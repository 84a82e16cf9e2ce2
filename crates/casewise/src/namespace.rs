//! The caller-owned namespace that expansion populates.

use crate::errors::ExpansionError;
use crate::factory::Case;
use crate::state::ExpandedTemplate;

/// One binding held by a [`CaseNamespace`].
#[derive(Debug)]
pub enum NamespaceEntry {
    /// A materialized case, bound under its full `base[case-id]` name.
    Case(Case),
    /// The terminal marker left under a template's base name after its
    /// expansion completed.
    Expanded(ExpandedTemplate),
}

/// An insertion-ordered map of names to cases and expansion markers.
///
/// The namespace is the explicit product of materialization: the caller owns
/// it, hands it to `build`, and afterwards registers the bound cases with
/// whatever runner it uses. Case names must be unique; binding a case under
/// a taken name is fatal. Rebinding a base name to its expansion marker
/// overwrites, which is how the template's own name is retired.
///
/// # Examples
///
/// ```
/// use casewise::CaseNamespace;
///
/// let namespace = CaseNamespace::new();
/// assert!(namespace.is_empty());
/// ```
#[derive(Debug, Default)]
pub struct CaseNamespace {
    entries: Vec<(String, NamespaceEntry)>,
}

impl CaseNamespace {
    /// Create an empty namespace.
    #[must_use]
    pub fn new() -> Self {
        Self::default()
    }

    /// Whether any entry is bound under the given name.
    #[must_use]
    pub fn contains(&self, name: &str) -> bool {
        self.entries.iter().any(|(bound, _)| bound == name)
    }

    /// Look up an entry by name.
    #[must_use]
    pub fn get(&self, name: &str) -> Option<&NamespaceEntry> {
        self.entries
            .iter()
            .find(|(bound, _)| bound == name)
            .map(|(_, entry)| entry)
    }

    /// Bind a case under its full name.
    ///
    /// # Errors
    ///
    /// Returns [`ExpansionError::DuplicateCaseName`] when the name is already
    /// bound, protecting generated cases from being shadowed by an unrelated
    /// definition.
    pub fn bind_case(&mut self, case: Case) -> Result<(), ExpansionError> {
        if self.contains(case.name()) {
            return Err(ExpansionError::DuplicateCaseName {
                name: case.name().to_owned(),
            });
        }
        self.entries
            .push((case.name().to_owned(), NamespaceEntry::Case(case)));
        Ok(())
    }

    /// Bind the expansion marker under the template's base name, overwriting
    /// any existing binding in place.
    pub fn bind_expanded(&mut self, marker: ExpandedTemplate) {
        let name = marker.name().to_owned();
        let replaced = self
            .entries
            .iter_mut()
            .find(|(bound, _)| *bound == name)
            .map(|(_, entry)| *entry = NamespaceEntry::Expanded(marker.clone()));
        if replaced.is_none() {
            self.entries.push((name, NamespaceEntry::Expanded(marker)));
        }
    }

    /// Iterate the materialized cases in binding order.
    pub fn cases(&self) -> impl Iterator<Item = &Case> {
        self.entries.iter().filter_map(|(_, entry)| match entry {
            NamespaceEntry::Case(case) => Some(case),
            NamespaceEntry::Expanded(_) => None,
        })
    }

    /// Iterate every bound name in binding order.
    pub fn names(&self) -> impl Iterator<Item = &str> {
        self.entries.iter().map(|(name, _)| name.as_str())
    }

    /// Number of bindings, cases and markers included.
    #[must_use]
    pub fn len(&self) -> usize {
        self.entries.len()
    }

    /// Whether the namespace holds no bindings.
    #[must_use]
    pub fn is_empty(&self) -> bool {
        self.entries.is_empty()
    }
}

impl<'a> IntoIterator for &'a CaseNamespace {
    type Item = &'a (String, NamespaceEntry);
    type IntoIter = std::slice::Iter<'a, (String, NamespaceEntry)>;

    fn into_iter(self) -> Self::IntoIter {
        self.entries.iter()
    }
}
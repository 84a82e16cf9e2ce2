//! Cross-product combination of accumulated parameter sets.

use casewise_params::{ParamDeclaration, ParamValue};

/// One fully-resolved set of argument bindings: the unit that becomes one
/// concrete case.
///
/// Bindings appear in declaration-union order: every name of the first
/// accumulated declaration, then every name of the second, and so on. That
/// order drives case-identifier rendering.
#[derive(Debug, Clone, PartialEq, derive_more::Deref, derive_more::From)]
pub struct Combination {
    bindings: Vec<(String, ParamValue)>,
}

impl Combination {
    /// Look up a bound value by argument name.
    #[must_use]
    pub fn get(&self, name: &str) -> Option<&ParamValue> {
        self.bindings
            .iter()
            .find(|(bound, _)| bound == name)
            .map(|(_, value)| value)
    }

    /// Iterate the bound values in declaration-union order.
    pub fn values(&self) -> impl Iterator<Item = &ParamValue> {
        self.bindings.iter().map(|(_, value)| value)
    }
}

/// Lazy iterator over the Cartesian product of the accumulated declarations.
///
/// The first-accumulated declaration varies slowest and the last varies
/// fastest, so two expansions of the same stack always yield the same case
/// order. Cloning the iterator restarts nothing; a fresh one is cheap to
/// build from the same declarations.
///
/// # Examples
///
/// ```
/// use casewise::{Combinations, ParamDeclaration, values};
///
/// let first = ParamDeclaration::parse("a", values![1, 2])?;
/// let second = ParamDeclaration::parse("b", values![3, 4])?;
/// let declarations = [first, second];
///
/// let ids: Vec<String> = Combinations::new(&declarations)
///     .map(|combination| {
///         combination
///             .values()
///             .map(ToString::to_string)
///             .collect::<Vec<_>>()
///             .join("-")
///     })
///     .collect();
/// assert_eq!(ids, ["1-3", "1-4", "2-3", "2-4"]);
/// # Ok::<(), casewise::DeclarationError>(())
/// ```
#[derive(Debug, Clone)]
pub struct Combinations<'a> {
    declarations: &'a [ParamDeclaration],
    indices: Vec<usize>,
    remaining: usize,
}

impl<'a> Combinations<'a> {
    /// Build the product iterator over a slice of declarations.
    ///
    /// An empty declaration list, or any declaration with zero rows, yields
    /// an empty product.
    #[must_use]
    pub fn new(declarations: &'a [ParamDeclaration]) -> Self {
        let remaining = if declarations.is_empty() {
            0
        } else {
            declarations
                .iter()
                .map(ParamDeclaration::row_count)
                .product()
        };
        Self {
            declarations,
            indices: vec![0; declarations.len()],
            remaining,
        }
    }

    fn current(&self) -> Option<Combination> {
        let mut bindings = Vec::new();
        for (declaration, &index) in self.declarations.iter().zip(&self.indices) {
            let row = declaration.rows().get(index)?;
            for (name, value) in declaration.names().iter().zip(row) {
                bindings.push((name.clone(), value.clone()));
            }
        }
        Some(Combination::from(bindings))
    }

    fn advance(&mut self) {
        for position in (0..self.declarations.len()).rev() {
            let Some(declaration) = self.declarations.get(position) else {
                return;
            };
            let Some(index) = self.indices.get_mut(position) else {
                return;
            };
            *index += 1;
            if *index < declaration.row_count() {
                return;
            }
            *index = 0;
        }
    }
}

impl Iterator for Combinations<'_> {
    type Item = Combination;

    fn next(&mut self) -> Option<Self::Item> {
        if self.remaining == 0 {
            return None;
        }
        let combination = self.current()?;
        self.remaining -= 1;
        self.advance();
        Some(combination)
    }

    fn size_hint(&self) -> (usize, Option<usize>) {
        (self.remaining, Some(self.remaining))
    }
}

impl ExactSizeIterator for Combinations<'_> {}

#[cfg(test)]
mod tests {
    use casewise_params::values;

    use super::*;

    fn declaration(names: &str, rows: Vec<casewise_params::ValueRow>) -> ParamDeclaration {
        ParamDeclaration::parse(names, rows).unwrap_or_else(|e| panic!("{e}"))
    }

    #[test]
    fn product_count_is_multiplicative() {
        let declarations = [
            declaration("a", values![1, 2, 3]),
            declaration("b,c", values![(4, 5), (6, 7)]),
        ];
        let combinations = Combinations::new(&declarations);
        assert_eq!(combinations.len(), 6);
        assert_eq!(combinations.count(), 6);
    }

    #[test]
    fn first_declaration_varies_slowest() {
        let declarations = [
            declaration("a", values![1, 2]),
            declaration("b", values![10, 20]),
        ];
        let pairs: Vec<(i64, i64)> = Combinations::new(&declarations)
            .map(|combination| {
                let a = match combination.get("a") {
                    Some(ParamValue::Int(v)) => *v,
                    other => panic!("unexpected binding {other:?}"),
                };
                let b = match combination.get("b") {
                    Some(ParamValue::Int(v)) => *v,
                    other => panic!("unexpected binding {other:?}"),
                };
                (a, b)
            })
            .collect();
        assert_eq!(pairs, [(1, 10), (1, 20), (2, 10), (2, 20)]);
    }

    #[test]
    fn empty_row_list_produces_no_combinations() {
        let declarations = [declaration("a", values![1]), declaration("b", vec![])];
        assert_eq!(Combinations::new(&declarations).count(), 0);
    }

    #[test]
    fn no_declarations_produce_no_combinations() {
        assert_eq!(Combinations::new(&[]).count(), 0);
    }

    #[test]
    fn bindings_keep_declaration_union_order() {
        let declarations = [
            declaration("b", values![1]),
            declaration("a", values![2]),
        ];
        let combination = Combinations::new(&declarations)
            .next()
            .unwrap_or_else(|| panic!("expected one combination"));
        let names: Vec<&str> = combination.iter().map(|(name, _)| name.as_str()).collect();
        assert_eq!(names, ["b", "a"]);
    }
}
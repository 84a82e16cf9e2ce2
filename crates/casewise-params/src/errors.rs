//! Error types surfaced while parsing a parameter-set declaration.

use thiserror::Error;

/// Errors raised when one `(names, rows)` declaration fails validation.
///
/// Every variant is fatal and surfaces at declaration time, before any case
/// can be produced.
#[derive(Debug, Clone, PartialEq, Eq, Error)]
#[non_exhaustive]
pub enum DeclarationError {
    /// An argument name repeats within a single declaration.
    #[error("argument names must not repeat: '{name}' is declared more than once")]
    DuplicateArgumentNames {
        /// The name that appeared twice.
        name: String,
    },
    /// An argument name entry was blank after trimming.
    #[error("argument name at position {index} is empty")]
    EmptyArgumentName {
        /// Zero-based position of the blank entry in the specifier.
        index: usize,
    },
    /// A value row's length differs from the declared argument count.
    #[error("wrong number of values at index {index}, expected {expected}, got {actual}: {row}")]
    ArityMismatch {
        /// Zero-based index of the offending row.
        index: usize,
        /// Number of values required by the declaration.
        expected: usize,
        /// Number of values present in the row.
        actual: usize,
        /// Display rendering of the offending row.
        row: String,
    },
}

#[cfg(test)]
mod tests {
    use super::*;

    #[test]
    fn formats_duplicate_names() {
        let error = DeclarationError::DuplicateArgumentNames {
            name: "b".to_owned(),
        };
        assert_eq!(
            error.to_string(),
            "argument names must not repeat: 'b' is declared more than once"
        );
    }

    #[test]
    fn formats_arity_mismatch_with_row() {
        let error = DeclarationError::ArityMismatch {
            index: 3,
            expected: 2,
            actual: 3,
            row: "(1, 2, 3)".to_owned(),
        };
        assert_eq!(
            error.to_string(),
            "wrong number of values at index 3, expected 2, got 3: (1, 2, 3)"
        );
    }
}
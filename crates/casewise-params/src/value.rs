//! Parameter value vocabulary shared by declarations and materialized cases.

use std::fmt;

/// A single parameter value carried from a declaration into a case binding.
///
/// Values render through [`fmt::Display`] when case identifiers are built, so
/// the variants cover the kinds of data that read well inside a bracketed
/// case name.
///
/// # Examples
///
/// ```
/// use casewise_params::ParamValue;
///
/// let value = ParamValue::from("fast");
/// assert_eq!(value.to_string(), "fast");
/// assert_eq!(ParamValue::from(2.5).to_string(), "2.5");
/// ```
#[derive(Debug, Clone, PartialEq)]
pub enum ParamValue {
    /// Signed integer value.
    Int(i64),
    /// Floating-point value.
    Float(f64),
    /// Boolean value.
    Bool(bool),
    /// Text value.
    Str(String),
}

impl fmt::Display for ParamValue {
    fn fmt(&self, f: &mut fmt::Formatter<'_>) -> fmt::Result {
        match self {
            Self::Int(v) => write!(f, "{v}"),
            Self::Float(v) => write!(f, "{v}"),
            Self::Bool(v) => write!(f, "{v}"),
            Self::Str(v) => f.write_str(v),
        }
    }
}

impl From<i64> for ParamValue {
    fn from(v: i64) -> Self {
        Self::Int(v)
    }
}

impl From<i32> for ParamValue {
    fn from(v: i32) -> Self {
        Self::Int(i64::from(v))
    }
}

impl From<u32> for ParamValue {
    fn from(v: u32) -> Self {
        Self::Int(i64::from(v))
    }
}

impl From<f64> for ParamValue {
    fn from(v: f64) -> Self {
        Self::Float(v)
    }
}

impl From<bool> for ParamValue {
    fn from(v: bool) -> Self {
        Self::Bool(v)
    }
}

impl From<&str> for ParamValue {
    fn from(v: &str) -> Self {
        Self::Str(v.to_owned())
    }
}

impl From<String> for ParamValue {
    fn from(v: String) -> Self {
        Self::Str(v)
    }
}

#[cfg(test)]
mod tests {
    use super::*;

    #[test]
    fn renders_bare_values() {
        assert_eq!(ParamValue::from(42).to_string(), "42");
        assert_eq!(ParamValue::from(true).to_string(), "true");
        assert_eq!(ParamValue::from("abc").to_string(), "abc");
    }

    #[test]
    fn renders_floats_with_decimal_point() {
        assert_eq!(ParamValue::from(0.5).to_string(), "0.5");
    }
}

- - - - -

**Assignment**
Check each line of the entries for "bound" and copy those that have it.

**Response box**
    /// A materialized case, bound under its full `base[case-id]` name.
/// it, hands it to `build`, and afterwards registers the bound cases with
    /// Whether any entry is bound under the given name.
        self.entries.iter().any(|(bound, _)| bound == name)
            .find(|(bound, _)| bound == name)
    /// bound, protecting generated cases from being shadowed by an unrelated
            .find(|(bound, _)| *bound == name)
    /// Iterate every bound name in binding order.
    /// Look up a bound value by argument name.
            .find(|(bound, _)| bound == name)
    /// Iterate the bound values in declaration-union order.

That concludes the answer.